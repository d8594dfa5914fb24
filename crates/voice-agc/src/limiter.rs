//! Output limiter with per-sample gain interpolation and hard clipping.

use crate::common::{
    MAX_FLOAT_S16_VALUE, MAXIMAL_NUMBER_OF_SAMPLES_PER_FRAME, MIN_FLOAT_S16_VALUE,
    SUB_FRAMES_IN_FRAME, frame_len,
};
use crate::limiter_gain_curve::LimiterGainCurve;
use crate::peak_envelope::PeakEnvelope;

/// Power used for interpolation of the first sub-frame during attack.
/// Reduces the chances of over-shooting (and hence saturation).
const ATTACK_FIRST_SUBFRAME_INTERPOLATION_POWER: f32 = 8.0;

fn interpolate_first_subframe(last_factor: f32, current_factor: f32, subframe: &mut [f32]) {
    let n = subframe.len() as f32;
    let p = ATTACK_FIRST_SUBFRAME_INTERPOLATION_POWER;
    for (i, factor) in subframe.iter_mut().enumerate() {
        let t = i as f32 / n;
        *factor = (1.0 - t).powf(p) * (last_factor - current_factor) + current_factor;
    }
}

fn compute_per_sample_subframe_factors(
    scaling_factors: &[f32],
    per_sample_scaling_factors: &mut [f32],
) {
    let num_subframes = scaling_factors.len() - 1;
    let subframe_size = per_sample_scaling_factors.len() / num_subframes;
    debug_assert_eq!(per_sample_scaling_factors.len() % num_subframes, 0);

    // Handle first sub-frame differently in case of attack.
    let is_attack = scaling_factors[0] > scaling_factors[1];
    if is_attack {
        interpolate_first_subframe(
            scaling_factors[0],
            scaling_factors[1],
            &mut per_sample_scaling_factors[..subframe_size],
        );
    }

    let start = usize::from(is_attack);
    for (i, subframe) in per_sample_scaling_factors
        .chunks_exact_mut(subframe_size)
        .enumerate()
        .skip(start)
    {
        let scaling_start = scaling_factors[i];
        let scaling_diff = (scaling_factors[i + 1] - scaling_start) / subframe_size as f32;
        for (j, factor) in subframe.iter_mut().enumerate() {
            *factor = scaling_start + scaling_diff * j as f32;
        }
    }
}

fn scale_samples(per_sample_scaling_factors: &[f32], signal: &mut [f32]) {
    debug_assert_eq!(signal.len(), per_sample_scaling_factors.len());
    for (sample, &factor) in signal.iter_mut().zip(per_sample_scaling_factors) {
        *sample = (*sample * factor).clamp(MIN_FLOAT_S16_VALUE, MAX_FLOAT_S16_VALUE);
    }
}

/// Keeps FloatS16 frames inside the 16-bit range with a smooth gain
/// reduction near full scale.
#[derive(Debug)]
pub(crate) struct Limiter {
    gain_curve: LimiterGainCurve,
    envelope: PeakEnvelope,
    scaling_factors: [f32; SUB_FRAMES_IN_FRAME + 1],
    per_sample_scaling_factors: [f32; MAXIMAL_NUMBER_OF_SAMPLES_PER_FRAME],
    samples_in_frame: usize,
    last_scaling_factor: f32,
    min_scaling_factor: f32,
}

impl Limiter {
    pub(crate) fn new(sample_rate_hz: u32) -> Self {
        let samples_in_frame = frame_len(sample_rate_hz);
        debug_assert!(samples_in_frame <= MAXIMAL_NUMBER_OF_SAMPLES_PER_FRAME);
        Self {
            gain_curve: LimiterGainCurve::default(),
            envelope: PeakEnvelope::new(sample_rate_hz),
            scaling_factors: [1.0; SUB_FRAMES_IN_FRAME + 1],
            per_sample_scaling_factors: [1.0; MAXIMAL_NUMBER_OF_SAMPLES_PER_FRAME],
            samples_in_frame,
            last_scaling_factor: 1.0,
            min_scaling_factor: 1.0,
        }
    }

    /// Applies the limiter and hard-clips `signal` to the FloatS16 range.
    pub(crate) fn process(&mut self, signal: &mut [f32]) {
        debug_assert_eq!(signal.len(), self.samples_in_frame);
        let envelope = self.envelope.compute_envelope(signal);

        self.scaling_factors[0] = self.last_scaling_factor;
        for (factor, &level) in self.scaling_factors[1..].iter_mut().zip(&envelope) {
            *factor = self.gain_curve.gain_to_apply(level);
        }
        self.min_scaling_factor = self.scaling_factors[1..]
            .iter()
            .fold(1.0_f32, |min, &f| min.min(f));

        let per_sample_scaling_factors =
            &mut self.per_sample_scaling_factors[..self.samples_in_frame];
        compute_per_sample_subframe_factors(&self.scaling_factors, per_sample_scaling_factors);
        scale_samples(per_sample_scaling_factors, signal);

        self.last_scaling_factor = self.scaling_factors[SUB_FRAMES_IN_FRAME];
    }

    /// Smallest sub-frame gain of the last frame (1 when idle).
    pub(crate) fn min_scaling_factor(&self) -> f32 {
        self.min_scaling_factor
    }

    pub(crate) fn reset(&mut self) {
        self.envelope.reset();
        self.last_scaling_factor = 1.0;
        self.min_scaling_factor = 1.0;
    }
}
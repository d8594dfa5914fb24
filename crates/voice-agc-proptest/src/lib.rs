//! Property-based test support for `voice-agc`.
//!
//! Provides frame and configuration generators plus signal helpers for
//! measuring levels of processed audio.
//!
//! # Usage
//!
//! ```ignore
//! use voice_agc_proptest::generators::*;
//! use test_strategy::proptest;
//!
//! #[proptest]
//! fn my_test(frame: MonoFrameI16) {
//!     assert_eq!(frame.samples.len(), frame.sample_rate.frame_size());
//! }
//! ```

pub mod generators;
pub mod signals;

pub use proptest;
pub use test_strategy;
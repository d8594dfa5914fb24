//! Per-stream statistics.

/// Snapshot of an active stream after its most recent frame.
#[derive(Debug, Clone, Copy, Default, PartialEq)]
#[cfg_attr(feature = "serde", derive(serde::Serialize, serde::Deserialize))]
pub struct AgcStats {
    /// Digital gain applied at the end of the last frame.
    pub gain_db: f32,
    /// Short-term input level.
    pub fast_level_dbfs: f32,
    /// Long-term input level.
    pub slow_level_dbfs: f32,
    /// Largest absolute input sample of the last frame.
    pub peak_level_dbfs: f32,
    /// Whether the last frame was classified as active.
    pub voice_active: bool,
    /// Strongest limiter reduction in the last frame (0 when idle, negative
    /// otherwise).
    pub limiter_gain_db: f32,
    /// Input clipping seen in the last frame.
    pub saturation_warning: bool,
    pub frames_processed: u64,
}
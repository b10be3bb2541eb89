//! Raw provider schema documents, as printed by `terraform providers schema -json`.
//!
//! These types mirror the JSON closely and keep its field order. Type
//! descriptors stay as untyped JSON because their shape is only decided
//! during extraction.

use indexmap::IndexMap;
use serde::{Deserialize, Serialize};
use serde_json::Value;

use crate::error::{SchemaError, SchemaResult};

/// Registry host prefixed to provider names inside the schema document.
pub const REGISTRY_HOST: &str = "registry.terraform.io";

/// Top-level schema document for every provider of a configuration.
#[derive(Debug, Clone, Default, Serialize, Deserialize)]
pub struct ProviderSchemas {
    #[serde(default)]
    pub format_version: Option<String>,
    #[serde(default)]
    pub provider_schemas: IndexMap<String, ProviderSchema>,
}

/// Schemas published by a single provider.
#[derive(Debug, Clone, Default, Serialize, Deserialize)]
pub struct ProviderSchema {
    #[serde(default)]
    pub resource_schemas: IndexMap<String, ResourceSchema>,
}

#[derive(Debug, Clone, Default, Serialize, Deserialize)]
pub struct ResourceSchema {
    #[serde(default)]
    pub version: Option<u64>,
    #[serde(default)]
    pub block: BlockSchema,
}

/// A configuration block: attributes plus nested block types.
#[derive(Debug, Clone, Default, PartialEq, Serialize, Deserialize)]
pub struct BlockSchema {
    #[serde(default)]
    pub attributes: IndexMap<String, AttributeSchema>,
    #[serde(default)]
    pub block_types: IndexMap<String, NestedBlockSchema>,
    #[serde(default, skip_serializing_if = "Option::is_none")]
    pub description: Option<String>,
}

#[derive(Debug, Clone, Default, PartialEq, Serialize, Deserialize)]
pub struct AttributeSchema {
    /// Type descriptor: `"string"`, `["list", "string"]`, `["object", {...}]`, ...
    #[serde(rename = "type", default)]
    pub type_descriptor: Value,
    #[serde(default, skip_serializing_if = "Option::is_none")]
    pub description: Option<String>,
    #[serde(default)]
    pub optional: bool,
    #[serde(default)]
    pub required: bool,
    #[serde(default)]
    pub computed: bool,
    #[serde(default)]
    pub sensitive: bool,
}

impl AttributeSchema {
    /// Computed by the provider and never set by the user.
    pub fn is_computed_only(&self) -> bool {
        self.computed && !self.optional && !self.required
    }
}

/// A nested block declaration inside a parent block's `block_types`.
#[derive(Debug, Clone, Default, PartialEq, Serialize, Deserialize)]
pub struct NestedBlockSchema {
    #[serde(default, skip_serializing_if = "Option::is_none")]
    pub nesting_mode: Option<String>,
    #[serde(default)]
    pub block: BlockSchema,
    #[serde(default, skip_serializing_if = "Option::is_none")]
    pub min_items: Option<u64>,
    #[serde(default, skip_serializing_if = "Option::is_none")]
    pub max_items: Option<u64>,
    #[serde(default, skip_serializing_if = "Option::is_none")]
    pub description: Option<String>,
}

impl ProviderSchemas {
    /// Parse a schema document from JSON text.
    pub fn from_json(content: &str) -> SchemaResult<Self> {
        Ok(serde_json::from_str(content)?)
    }

    /// Look up a resource's root block.
    ///
    /// `provider` is the short registry address, e.g. `hashicorp/google`.
    pub fn resource_block(&self, provider: &str, resource: &str) -> SchemaResult<&BlockSchema> {
        let key = format!("{}/{}", REGISTRY_HOST, provider);
        let provider_schema = self
            .provider_schemas
            .get(&key)
            .or_else(|| self.provider_schemas.get(provider))
            .ok_or_else(|| SchemaError::ProviderNotFound(provider.to_string()))?;

        provider_schema
            .resource_schemas
            .get(resource)
            .map(|schema| &schema.block)
            .ok_or_else(|| SchemaError::ResourceNotFound {
                provider: provider.to_string(),
                resource: resource.to_string(),
            })
    }
}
+--
§ Work required:
Transcribe the material exactly, stopping after the "let n = subframe.len() as f32;" line.

§ Task solution:
repository d8594dfa5914fb24
filename crates/voice-agc/src/limiter.rs
//! Output limiter with per-sample gain interpolation and hard clipping.

use crate::common::{
    MAX_FLOAT_S16_VALUE, MAXIMAL_NUMBER_OF_SAMPLES_PER_FRAME, MIN_FLOAT_S16_VALUE,
    SUB_FRAMES_IN_FRAME, frame_len,
};
use crate::limiter_gain_curve::LimiterGainCurve;
use crate::peak_envelope::PeakEnvelope;

/// Power used for interpolation of the first sub-frame during attack.
/// Reduces the chances of over-shooting (and hence saturation).
const ATTACK_FIRST_SUBFRAME_INTERPOLATION_POWER: f32 = 8.0;

fn interpolate_first_subframe(last_factor: f32, current_factor: f32, subframe: &mut [f32]) {
    let n = subframe.len() as f32;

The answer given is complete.